**Activity**
Set down the material exactly as given, please, from its first line through the line that includes "max = values.iter().copied().fold(f64::NEG_INFINITY, f64::max);".

**Input records**
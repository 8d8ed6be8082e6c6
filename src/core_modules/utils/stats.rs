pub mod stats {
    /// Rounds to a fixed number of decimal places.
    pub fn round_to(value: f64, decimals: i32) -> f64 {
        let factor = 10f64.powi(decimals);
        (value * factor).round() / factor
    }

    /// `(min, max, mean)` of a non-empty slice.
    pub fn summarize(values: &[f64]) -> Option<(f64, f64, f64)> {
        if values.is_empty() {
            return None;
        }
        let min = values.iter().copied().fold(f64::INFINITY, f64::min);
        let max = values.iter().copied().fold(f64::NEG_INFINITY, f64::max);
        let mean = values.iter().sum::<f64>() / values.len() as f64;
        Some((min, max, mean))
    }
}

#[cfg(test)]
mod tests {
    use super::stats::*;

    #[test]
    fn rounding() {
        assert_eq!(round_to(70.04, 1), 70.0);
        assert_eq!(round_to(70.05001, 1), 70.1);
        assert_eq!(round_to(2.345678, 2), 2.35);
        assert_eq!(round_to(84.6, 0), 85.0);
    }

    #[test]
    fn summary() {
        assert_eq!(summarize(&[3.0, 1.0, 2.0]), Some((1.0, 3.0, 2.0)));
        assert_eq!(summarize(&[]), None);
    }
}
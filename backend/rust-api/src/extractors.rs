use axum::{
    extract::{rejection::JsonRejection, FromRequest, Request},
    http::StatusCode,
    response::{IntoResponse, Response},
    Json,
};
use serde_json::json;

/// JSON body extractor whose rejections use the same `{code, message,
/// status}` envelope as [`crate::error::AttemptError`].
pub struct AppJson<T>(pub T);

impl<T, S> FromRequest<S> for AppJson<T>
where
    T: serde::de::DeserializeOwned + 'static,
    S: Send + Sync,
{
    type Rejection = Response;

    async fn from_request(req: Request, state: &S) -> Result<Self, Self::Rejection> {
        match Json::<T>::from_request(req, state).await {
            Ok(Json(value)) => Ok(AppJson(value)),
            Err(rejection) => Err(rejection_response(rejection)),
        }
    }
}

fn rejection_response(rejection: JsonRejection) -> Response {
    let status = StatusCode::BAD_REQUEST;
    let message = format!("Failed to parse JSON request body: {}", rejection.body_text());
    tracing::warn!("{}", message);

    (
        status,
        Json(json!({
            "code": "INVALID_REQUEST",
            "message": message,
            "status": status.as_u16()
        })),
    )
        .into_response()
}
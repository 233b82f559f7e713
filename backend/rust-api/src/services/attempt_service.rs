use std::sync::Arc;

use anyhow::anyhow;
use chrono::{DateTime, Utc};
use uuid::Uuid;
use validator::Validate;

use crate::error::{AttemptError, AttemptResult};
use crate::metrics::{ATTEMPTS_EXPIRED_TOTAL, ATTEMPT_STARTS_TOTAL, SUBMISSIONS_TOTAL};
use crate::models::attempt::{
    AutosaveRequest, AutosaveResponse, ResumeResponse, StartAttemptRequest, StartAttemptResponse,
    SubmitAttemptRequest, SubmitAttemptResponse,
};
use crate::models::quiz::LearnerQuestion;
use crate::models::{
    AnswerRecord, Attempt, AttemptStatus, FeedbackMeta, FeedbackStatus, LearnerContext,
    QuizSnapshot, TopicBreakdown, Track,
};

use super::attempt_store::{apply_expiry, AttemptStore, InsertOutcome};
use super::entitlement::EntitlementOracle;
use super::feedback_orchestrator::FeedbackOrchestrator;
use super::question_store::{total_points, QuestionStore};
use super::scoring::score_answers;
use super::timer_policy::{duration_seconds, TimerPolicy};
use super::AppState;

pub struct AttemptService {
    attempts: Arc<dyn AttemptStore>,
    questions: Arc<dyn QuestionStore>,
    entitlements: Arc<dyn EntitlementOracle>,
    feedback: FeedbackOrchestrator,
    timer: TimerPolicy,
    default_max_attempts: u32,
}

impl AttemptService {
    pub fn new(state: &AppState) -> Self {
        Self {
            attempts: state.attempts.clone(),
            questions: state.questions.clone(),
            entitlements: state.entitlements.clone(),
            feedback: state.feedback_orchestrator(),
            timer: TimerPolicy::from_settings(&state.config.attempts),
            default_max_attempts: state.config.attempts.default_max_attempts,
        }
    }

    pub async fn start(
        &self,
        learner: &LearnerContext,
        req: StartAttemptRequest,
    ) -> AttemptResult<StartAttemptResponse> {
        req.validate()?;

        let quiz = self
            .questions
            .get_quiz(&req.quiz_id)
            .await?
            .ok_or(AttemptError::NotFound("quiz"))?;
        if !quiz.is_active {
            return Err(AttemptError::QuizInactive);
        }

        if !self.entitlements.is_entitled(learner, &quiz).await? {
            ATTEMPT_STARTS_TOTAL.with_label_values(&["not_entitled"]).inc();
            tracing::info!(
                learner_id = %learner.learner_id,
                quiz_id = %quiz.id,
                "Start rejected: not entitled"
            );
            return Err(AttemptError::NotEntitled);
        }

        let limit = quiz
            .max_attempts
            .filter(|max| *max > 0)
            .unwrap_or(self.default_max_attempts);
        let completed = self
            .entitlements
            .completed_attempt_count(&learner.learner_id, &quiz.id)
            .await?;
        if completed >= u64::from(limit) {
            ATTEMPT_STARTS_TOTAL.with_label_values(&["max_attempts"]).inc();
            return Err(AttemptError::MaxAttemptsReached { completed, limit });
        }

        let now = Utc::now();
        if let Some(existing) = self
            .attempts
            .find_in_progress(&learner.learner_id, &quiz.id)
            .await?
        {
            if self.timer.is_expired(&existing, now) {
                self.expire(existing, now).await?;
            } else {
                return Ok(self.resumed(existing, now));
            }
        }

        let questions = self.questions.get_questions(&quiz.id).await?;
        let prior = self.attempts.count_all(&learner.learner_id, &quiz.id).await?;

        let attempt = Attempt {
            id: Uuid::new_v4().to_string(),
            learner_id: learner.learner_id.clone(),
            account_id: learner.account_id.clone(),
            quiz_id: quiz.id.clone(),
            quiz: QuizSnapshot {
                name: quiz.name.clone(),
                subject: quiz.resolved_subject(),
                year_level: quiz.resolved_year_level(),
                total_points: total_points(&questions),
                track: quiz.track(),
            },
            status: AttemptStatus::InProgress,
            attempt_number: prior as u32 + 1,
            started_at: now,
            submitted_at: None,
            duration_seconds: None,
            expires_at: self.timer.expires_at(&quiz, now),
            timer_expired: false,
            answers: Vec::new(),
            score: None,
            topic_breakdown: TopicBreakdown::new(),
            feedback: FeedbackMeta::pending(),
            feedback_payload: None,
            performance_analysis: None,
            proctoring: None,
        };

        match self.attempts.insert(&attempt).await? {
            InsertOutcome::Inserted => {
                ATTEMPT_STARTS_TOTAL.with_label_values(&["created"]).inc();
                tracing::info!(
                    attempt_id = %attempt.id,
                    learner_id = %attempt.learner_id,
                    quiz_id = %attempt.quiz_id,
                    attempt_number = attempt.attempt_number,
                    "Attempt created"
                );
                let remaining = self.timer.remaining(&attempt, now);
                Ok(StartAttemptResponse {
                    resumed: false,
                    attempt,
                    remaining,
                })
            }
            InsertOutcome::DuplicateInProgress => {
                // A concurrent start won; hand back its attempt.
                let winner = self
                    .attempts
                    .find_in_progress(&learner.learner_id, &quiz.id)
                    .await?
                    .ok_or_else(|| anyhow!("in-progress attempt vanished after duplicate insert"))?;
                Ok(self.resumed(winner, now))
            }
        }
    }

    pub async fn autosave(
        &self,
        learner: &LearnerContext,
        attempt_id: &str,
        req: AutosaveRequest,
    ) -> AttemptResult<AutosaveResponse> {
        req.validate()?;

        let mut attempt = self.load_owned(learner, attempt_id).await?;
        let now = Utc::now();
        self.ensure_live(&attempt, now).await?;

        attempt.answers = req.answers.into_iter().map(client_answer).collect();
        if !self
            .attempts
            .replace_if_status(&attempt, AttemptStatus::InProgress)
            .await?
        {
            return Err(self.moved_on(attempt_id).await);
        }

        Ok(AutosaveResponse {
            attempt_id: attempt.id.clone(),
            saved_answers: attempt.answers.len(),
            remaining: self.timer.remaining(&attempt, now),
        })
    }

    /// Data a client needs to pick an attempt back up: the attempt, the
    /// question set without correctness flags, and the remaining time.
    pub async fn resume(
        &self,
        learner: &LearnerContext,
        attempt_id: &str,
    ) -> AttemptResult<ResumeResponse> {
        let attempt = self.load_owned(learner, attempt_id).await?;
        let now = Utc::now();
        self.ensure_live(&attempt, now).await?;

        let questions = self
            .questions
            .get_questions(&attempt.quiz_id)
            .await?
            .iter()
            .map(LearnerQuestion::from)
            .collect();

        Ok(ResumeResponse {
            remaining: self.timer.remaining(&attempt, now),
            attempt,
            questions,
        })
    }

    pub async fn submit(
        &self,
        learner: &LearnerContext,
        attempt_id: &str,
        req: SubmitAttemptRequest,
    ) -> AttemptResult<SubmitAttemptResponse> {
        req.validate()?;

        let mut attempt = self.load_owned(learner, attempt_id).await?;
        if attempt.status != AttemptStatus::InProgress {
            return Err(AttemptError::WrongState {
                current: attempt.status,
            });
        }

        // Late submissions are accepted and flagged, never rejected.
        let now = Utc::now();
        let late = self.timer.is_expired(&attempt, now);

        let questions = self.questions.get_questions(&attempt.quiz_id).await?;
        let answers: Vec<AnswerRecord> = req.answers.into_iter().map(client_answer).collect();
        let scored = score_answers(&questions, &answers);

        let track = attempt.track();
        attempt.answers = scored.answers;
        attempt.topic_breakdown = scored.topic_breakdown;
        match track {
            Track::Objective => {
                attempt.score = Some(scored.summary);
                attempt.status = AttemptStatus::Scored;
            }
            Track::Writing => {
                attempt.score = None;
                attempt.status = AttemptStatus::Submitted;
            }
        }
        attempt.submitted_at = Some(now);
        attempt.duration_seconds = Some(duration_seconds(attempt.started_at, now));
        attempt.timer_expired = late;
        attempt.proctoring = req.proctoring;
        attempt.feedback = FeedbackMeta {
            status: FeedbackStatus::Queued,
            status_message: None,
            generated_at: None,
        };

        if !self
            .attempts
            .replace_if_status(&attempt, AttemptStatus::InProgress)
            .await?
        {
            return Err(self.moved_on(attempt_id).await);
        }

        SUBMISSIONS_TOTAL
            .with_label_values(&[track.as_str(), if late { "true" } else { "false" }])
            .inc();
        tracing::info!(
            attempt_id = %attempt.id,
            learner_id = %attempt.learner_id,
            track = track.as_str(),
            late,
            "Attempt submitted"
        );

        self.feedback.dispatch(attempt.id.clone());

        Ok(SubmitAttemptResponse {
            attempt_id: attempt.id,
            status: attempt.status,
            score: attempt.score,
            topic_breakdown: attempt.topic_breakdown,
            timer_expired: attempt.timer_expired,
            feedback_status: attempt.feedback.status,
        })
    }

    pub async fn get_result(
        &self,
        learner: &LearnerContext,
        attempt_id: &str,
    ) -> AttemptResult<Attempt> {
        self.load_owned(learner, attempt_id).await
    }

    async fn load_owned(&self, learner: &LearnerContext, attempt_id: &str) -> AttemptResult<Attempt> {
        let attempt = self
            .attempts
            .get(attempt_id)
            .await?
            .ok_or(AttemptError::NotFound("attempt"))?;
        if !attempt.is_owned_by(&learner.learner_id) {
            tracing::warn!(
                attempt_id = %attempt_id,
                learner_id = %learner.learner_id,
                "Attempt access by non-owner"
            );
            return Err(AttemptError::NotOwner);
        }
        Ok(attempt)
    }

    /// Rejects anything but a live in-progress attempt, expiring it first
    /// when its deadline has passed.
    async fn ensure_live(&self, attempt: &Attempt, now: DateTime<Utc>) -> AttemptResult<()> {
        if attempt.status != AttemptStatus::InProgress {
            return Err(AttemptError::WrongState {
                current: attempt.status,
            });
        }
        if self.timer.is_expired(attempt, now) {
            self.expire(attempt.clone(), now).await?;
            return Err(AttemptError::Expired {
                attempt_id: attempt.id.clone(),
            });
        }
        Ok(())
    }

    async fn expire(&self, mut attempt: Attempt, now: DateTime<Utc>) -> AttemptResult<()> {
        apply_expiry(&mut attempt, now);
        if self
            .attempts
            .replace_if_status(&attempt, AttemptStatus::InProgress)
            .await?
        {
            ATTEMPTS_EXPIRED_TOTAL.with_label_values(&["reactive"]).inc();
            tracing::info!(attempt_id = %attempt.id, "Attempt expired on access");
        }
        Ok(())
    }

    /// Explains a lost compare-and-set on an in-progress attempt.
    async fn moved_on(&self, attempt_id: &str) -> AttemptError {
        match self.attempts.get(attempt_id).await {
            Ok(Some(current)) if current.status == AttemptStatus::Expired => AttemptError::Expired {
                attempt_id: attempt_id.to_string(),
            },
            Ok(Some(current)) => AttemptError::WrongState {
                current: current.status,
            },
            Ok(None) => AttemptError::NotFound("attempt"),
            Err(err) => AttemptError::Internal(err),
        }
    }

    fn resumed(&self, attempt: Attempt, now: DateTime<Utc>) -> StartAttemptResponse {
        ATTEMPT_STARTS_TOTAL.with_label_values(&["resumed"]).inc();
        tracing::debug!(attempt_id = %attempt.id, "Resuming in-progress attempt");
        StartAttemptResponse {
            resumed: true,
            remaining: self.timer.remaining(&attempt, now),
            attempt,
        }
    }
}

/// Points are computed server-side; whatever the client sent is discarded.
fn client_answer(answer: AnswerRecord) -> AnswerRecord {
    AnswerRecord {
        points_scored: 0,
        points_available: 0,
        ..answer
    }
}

**Answer for the task**
repository 8d8ed6be8082e6c6
filename src/core_modules/utils/stats.rs
pub mod stats {
    /// Rounds to a fixed number of decimal places.
    pub fn round_to(value: f64, decimals: i32) -> f64 {
        let factor = 10f64.powi(decimals);
        (value * factor).round() / factor
    }

    /// `(min, max, mean)` of a non-empty slice.
    pub fn summarize(values: &[f64]) -> Option<(f64, f64, f64)> {
        if values.is_empty() {
            return None;
        }
        let min = values.iter().copied().fold(f64::INFINITY, f64::min);
        let max = values.iter().copied().fold(f64::NEG_INFINITY, f64::max);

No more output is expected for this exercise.